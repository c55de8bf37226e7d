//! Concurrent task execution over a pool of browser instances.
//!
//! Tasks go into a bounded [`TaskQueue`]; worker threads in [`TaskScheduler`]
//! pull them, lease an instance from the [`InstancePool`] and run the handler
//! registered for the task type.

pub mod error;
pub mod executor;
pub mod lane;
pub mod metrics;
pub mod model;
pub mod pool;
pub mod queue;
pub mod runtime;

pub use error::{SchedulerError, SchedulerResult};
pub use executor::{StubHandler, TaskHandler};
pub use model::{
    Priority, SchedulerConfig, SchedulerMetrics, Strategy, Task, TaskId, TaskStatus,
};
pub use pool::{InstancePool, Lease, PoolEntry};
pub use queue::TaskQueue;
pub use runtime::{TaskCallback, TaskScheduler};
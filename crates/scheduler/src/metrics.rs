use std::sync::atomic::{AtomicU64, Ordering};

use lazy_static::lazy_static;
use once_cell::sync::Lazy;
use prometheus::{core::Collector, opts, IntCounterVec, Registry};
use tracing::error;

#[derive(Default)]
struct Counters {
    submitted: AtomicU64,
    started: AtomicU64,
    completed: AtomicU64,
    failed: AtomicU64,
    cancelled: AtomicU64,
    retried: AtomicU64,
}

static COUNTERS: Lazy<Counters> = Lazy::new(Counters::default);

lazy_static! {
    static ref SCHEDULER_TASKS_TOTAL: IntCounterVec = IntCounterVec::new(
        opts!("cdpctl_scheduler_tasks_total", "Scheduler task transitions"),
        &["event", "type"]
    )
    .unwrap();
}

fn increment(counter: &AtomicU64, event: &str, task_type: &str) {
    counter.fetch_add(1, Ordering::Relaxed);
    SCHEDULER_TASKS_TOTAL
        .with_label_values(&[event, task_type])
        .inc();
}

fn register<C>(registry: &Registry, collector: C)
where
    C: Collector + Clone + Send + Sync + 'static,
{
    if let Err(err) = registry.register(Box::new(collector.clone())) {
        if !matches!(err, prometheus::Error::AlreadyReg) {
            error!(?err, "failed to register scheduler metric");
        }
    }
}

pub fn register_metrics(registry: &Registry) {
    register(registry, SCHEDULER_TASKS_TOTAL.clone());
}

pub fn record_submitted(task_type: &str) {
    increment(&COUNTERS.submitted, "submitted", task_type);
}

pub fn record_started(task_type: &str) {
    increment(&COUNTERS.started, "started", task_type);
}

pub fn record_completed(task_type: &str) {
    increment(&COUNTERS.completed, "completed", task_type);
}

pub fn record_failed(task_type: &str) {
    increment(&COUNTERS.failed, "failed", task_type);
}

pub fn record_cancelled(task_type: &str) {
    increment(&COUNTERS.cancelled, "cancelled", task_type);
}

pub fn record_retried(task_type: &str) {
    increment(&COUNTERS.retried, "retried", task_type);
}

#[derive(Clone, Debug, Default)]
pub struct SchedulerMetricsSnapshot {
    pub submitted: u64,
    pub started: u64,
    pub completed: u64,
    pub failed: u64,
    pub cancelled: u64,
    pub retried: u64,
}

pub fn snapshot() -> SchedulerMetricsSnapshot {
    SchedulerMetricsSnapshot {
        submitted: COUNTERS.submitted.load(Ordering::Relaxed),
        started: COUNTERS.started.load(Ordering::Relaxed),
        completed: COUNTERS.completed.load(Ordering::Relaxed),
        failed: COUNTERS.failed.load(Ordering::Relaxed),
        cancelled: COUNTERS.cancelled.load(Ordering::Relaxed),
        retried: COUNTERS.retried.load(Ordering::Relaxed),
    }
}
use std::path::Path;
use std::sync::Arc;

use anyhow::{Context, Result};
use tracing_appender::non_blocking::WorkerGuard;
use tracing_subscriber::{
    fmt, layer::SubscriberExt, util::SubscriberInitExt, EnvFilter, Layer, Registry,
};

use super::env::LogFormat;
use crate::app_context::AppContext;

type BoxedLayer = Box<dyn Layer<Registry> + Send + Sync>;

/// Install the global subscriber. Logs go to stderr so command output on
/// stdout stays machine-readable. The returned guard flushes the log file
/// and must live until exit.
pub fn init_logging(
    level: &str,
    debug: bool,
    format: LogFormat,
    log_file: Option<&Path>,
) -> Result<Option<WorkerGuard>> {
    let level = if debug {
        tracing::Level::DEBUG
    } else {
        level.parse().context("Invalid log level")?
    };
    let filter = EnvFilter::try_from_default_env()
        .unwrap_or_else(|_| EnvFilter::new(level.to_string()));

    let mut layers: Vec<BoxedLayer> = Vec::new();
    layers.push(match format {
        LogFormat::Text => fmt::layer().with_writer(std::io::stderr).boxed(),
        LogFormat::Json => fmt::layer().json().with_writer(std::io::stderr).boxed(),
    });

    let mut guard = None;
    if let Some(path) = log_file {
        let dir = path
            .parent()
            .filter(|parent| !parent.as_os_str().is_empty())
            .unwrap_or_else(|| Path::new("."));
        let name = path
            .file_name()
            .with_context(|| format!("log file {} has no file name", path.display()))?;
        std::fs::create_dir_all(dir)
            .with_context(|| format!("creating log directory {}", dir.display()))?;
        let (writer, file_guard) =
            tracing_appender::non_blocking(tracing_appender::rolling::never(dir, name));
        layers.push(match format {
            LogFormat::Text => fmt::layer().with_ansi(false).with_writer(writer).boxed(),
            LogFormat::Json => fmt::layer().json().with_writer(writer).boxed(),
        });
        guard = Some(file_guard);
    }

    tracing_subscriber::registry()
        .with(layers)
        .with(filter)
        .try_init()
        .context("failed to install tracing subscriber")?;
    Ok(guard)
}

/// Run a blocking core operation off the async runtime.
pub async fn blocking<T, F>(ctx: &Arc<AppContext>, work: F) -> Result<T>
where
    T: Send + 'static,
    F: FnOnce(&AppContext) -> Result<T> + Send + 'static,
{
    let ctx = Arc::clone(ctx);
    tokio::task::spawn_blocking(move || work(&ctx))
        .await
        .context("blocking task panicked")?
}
==================================================
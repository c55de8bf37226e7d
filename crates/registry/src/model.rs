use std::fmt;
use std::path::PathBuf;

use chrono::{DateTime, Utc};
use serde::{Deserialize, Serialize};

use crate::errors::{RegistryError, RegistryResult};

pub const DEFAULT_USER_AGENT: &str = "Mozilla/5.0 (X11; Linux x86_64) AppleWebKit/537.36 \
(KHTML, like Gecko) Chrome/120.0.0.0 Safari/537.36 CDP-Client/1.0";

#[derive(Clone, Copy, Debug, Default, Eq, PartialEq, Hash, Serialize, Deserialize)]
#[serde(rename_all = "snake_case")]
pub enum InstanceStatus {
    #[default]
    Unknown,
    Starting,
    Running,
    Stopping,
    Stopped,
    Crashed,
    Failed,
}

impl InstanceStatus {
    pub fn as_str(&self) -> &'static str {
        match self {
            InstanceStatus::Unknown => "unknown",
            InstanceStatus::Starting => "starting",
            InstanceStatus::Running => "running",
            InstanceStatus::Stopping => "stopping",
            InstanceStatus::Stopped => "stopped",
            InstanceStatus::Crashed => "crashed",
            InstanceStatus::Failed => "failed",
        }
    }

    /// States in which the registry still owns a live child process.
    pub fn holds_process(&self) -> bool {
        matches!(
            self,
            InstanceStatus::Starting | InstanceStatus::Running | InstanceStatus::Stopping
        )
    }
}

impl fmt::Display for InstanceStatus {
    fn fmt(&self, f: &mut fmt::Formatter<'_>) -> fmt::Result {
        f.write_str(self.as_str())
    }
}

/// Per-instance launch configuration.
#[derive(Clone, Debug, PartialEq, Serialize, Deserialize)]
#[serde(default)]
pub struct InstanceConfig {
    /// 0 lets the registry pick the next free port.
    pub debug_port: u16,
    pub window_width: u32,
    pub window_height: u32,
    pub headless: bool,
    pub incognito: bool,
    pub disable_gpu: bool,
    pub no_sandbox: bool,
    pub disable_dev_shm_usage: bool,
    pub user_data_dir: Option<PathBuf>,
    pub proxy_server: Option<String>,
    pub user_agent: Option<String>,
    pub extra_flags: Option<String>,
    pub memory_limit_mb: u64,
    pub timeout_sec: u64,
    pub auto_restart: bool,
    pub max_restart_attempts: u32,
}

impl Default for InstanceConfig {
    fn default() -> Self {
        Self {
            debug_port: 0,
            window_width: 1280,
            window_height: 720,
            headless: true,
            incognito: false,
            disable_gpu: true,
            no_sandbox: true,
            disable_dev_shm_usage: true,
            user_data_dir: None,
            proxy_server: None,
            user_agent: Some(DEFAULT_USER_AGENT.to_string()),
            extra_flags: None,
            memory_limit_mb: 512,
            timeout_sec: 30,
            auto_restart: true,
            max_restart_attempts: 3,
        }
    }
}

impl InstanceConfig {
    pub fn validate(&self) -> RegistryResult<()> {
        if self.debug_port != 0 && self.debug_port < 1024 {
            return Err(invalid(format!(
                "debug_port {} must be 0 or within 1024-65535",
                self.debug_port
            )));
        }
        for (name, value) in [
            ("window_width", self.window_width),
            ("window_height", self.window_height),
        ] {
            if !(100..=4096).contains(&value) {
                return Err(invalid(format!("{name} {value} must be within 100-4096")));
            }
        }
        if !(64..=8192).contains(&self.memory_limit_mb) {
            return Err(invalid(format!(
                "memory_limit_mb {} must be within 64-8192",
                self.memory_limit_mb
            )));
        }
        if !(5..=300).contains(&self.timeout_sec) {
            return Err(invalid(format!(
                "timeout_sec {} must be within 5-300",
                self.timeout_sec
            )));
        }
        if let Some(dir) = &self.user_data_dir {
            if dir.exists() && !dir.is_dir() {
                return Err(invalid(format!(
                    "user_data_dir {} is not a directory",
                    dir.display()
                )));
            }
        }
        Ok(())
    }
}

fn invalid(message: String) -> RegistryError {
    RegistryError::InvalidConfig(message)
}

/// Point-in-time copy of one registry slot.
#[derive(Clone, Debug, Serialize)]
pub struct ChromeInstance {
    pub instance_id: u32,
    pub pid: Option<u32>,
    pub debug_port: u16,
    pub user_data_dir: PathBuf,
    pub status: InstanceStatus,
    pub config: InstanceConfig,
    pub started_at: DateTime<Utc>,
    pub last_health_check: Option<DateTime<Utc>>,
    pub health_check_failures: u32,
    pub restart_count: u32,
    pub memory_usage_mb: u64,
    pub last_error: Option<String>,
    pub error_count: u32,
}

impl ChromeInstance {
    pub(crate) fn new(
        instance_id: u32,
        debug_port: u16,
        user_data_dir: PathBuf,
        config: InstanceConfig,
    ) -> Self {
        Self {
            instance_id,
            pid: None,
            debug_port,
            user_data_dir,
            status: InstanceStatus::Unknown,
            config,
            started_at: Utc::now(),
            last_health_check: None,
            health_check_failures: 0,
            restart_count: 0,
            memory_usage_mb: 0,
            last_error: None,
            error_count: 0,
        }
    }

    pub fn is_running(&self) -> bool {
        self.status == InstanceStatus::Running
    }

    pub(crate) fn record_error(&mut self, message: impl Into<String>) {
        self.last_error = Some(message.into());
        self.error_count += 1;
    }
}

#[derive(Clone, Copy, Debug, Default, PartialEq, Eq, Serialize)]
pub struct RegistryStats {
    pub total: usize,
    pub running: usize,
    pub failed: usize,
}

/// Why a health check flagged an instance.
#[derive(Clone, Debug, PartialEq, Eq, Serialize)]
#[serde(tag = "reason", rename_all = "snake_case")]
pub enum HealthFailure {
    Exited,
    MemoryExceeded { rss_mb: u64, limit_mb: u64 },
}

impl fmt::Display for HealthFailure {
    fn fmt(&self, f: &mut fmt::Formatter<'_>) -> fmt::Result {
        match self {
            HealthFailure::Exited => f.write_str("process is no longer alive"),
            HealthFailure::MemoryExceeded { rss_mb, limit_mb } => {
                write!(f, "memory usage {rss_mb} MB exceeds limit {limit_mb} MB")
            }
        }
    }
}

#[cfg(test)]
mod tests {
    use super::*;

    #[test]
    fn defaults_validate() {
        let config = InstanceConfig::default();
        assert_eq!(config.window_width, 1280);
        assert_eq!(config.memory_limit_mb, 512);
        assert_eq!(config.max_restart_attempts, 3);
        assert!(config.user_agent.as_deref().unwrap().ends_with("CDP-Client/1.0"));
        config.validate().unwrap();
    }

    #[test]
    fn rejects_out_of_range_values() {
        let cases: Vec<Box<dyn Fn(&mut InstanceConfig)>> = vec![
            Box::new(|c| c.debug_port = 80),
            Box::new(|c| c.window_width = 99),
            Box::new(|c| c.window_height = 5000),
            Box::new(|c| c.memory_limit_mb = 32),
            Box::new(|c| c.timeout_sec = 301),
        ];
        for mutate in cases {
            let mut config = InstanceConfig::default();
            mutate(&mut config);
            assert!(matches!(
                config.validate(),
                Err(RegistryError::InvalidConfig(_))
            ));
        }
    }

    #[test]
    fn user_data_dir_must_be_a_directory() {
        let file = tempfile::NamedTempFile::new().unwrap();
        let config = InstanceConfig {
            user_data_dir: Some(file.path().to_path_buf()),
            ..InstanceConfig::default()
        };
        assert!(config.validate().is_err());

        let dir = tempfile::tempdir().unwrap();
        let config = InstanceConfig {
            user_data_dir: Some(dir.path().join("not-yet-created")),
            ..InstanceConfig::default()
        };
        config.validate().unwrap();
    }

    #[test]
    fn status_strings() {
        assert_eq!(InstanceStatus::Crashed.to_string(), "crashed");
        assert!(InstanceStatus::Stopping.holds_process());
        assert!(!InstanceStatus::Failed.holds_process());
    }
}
==================================================
**Directions for this task:** Copy all lines from the material above that hold the word "Deserialize".

**Solution for this exercise:**
use serde::{Deserialize, Serialize};
#[derive(Clone, Copy, Debug, Default, Eq, PartialEq, Hash, Serialize, Deserialize)]
#[derive(Clone, Debug, PartialEq, Serialize, Deserialize)]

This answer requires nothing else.